MoneyLion has successfully completed a $70m loan facility refinancing with Silicon Valley Bank (SVB), a division of First-Citizens Bank & Trust Company.
This strategic move has allowed the digital financial ecosystem provider to significantly reduce its cost of capital by approximately 550 basis points while extending its debt maturity to 2029. This refinancing replaces the company’s existing senior debt, originally set to mature in 2026.
The newly secured credit agreement includes $70m in term loans, which were disbursed immediately. The proceeds were used to repay the outstanding $65m principal from the existing loan facility, alongside accrued interest and related fees. Additionally, the funds cover transaction-related expenses and provide working capital for general corporate purposes.
MoneyLion co-founder and CEO Dee Choubey emphasised the significance of this refinancing in advancing the company’s mission. “This refinancing marks an important milestone in MoneyLion’s evolution as we advance our mission to empower consumers with innovative financial solutions, now with a stronger and more flexible balance sheet commitment from a reputed bank partner in Silicon Valley Bank.”
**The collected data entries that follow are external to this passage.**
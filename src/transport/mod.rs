//! HTTP transports that execute [`ApiRequest`] descriptors.
//!
//! SYSTEM CONTEXT
//! ==============
//! `native` wraps reqwest for desktop/server use, `browser` wraps gloo-net
//! `fetch` for the `hydrate` (WASM) build. Tests drive the client with an
//! in-memory transport instead.
//!
//! In the browser every future is `!Send`, so the trait is declared with
//! `?Send` under `hydrate` and as `Send + Sync` everywhere else.

#[cfg(feature = "hydrate")]
pub mod browser;
#[cfg(feature = "native")]
pub mod native;

#[cfg(feature = "hydrate")]
pub use browser::GlooTransport;
#[cfg(feature = "native")]
pub use native::ReqwestTransport;

use crate::error::TransportError;
use crate::request::ApiRequest;
use crate::response::RawResponse;

/// `Send + Sync` natively, no bound in the browser.
#[cfg(not(feature = "hydrate"))]
pub trait MaybeSync: Send + Sync {}
#[cfg(not(feature = "hydrate"))]
impl<T: Send + Sync> MaybeSync for T {}

/// `Send + Sync` natively, no bound in the browser.
#[cfg(feature = "hydrate")]
pub trait MaybeSync {}
#[cfg(feature = "hydrate")]
impl<T> MaybeSync for T {}

/// Executes a single request and reports status and body text.
///
/// Implementations must not retry, cache, or reorder requests.
#[cfg_attr(feature = "hydrate", async_trait::async_trait(?Send))]
#[cfg_attr(not(feature = "hydrate"), async_trait::async_trait)]
pub trait Transport: MaybeSync {
    /// # Errors
    ///
    /// Returns a [`TransportError`] when no response could be obtained.
    async fn send(&self, request: ApiRequest) -> Result<RawResponse, TransportError>;
}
Rick Correia, MoneyLion’s president and CFO, highlighted the long-term benefits of this transaction. “By lowering our cost of capital and extending our debt maturity, we’ve strengthened our financial position. This enables us to accelerate organic investments in innovation, expand our ecosystem, and position MoneyLion to scale rapidly and efficiently as we become the number one place for financial decisions.”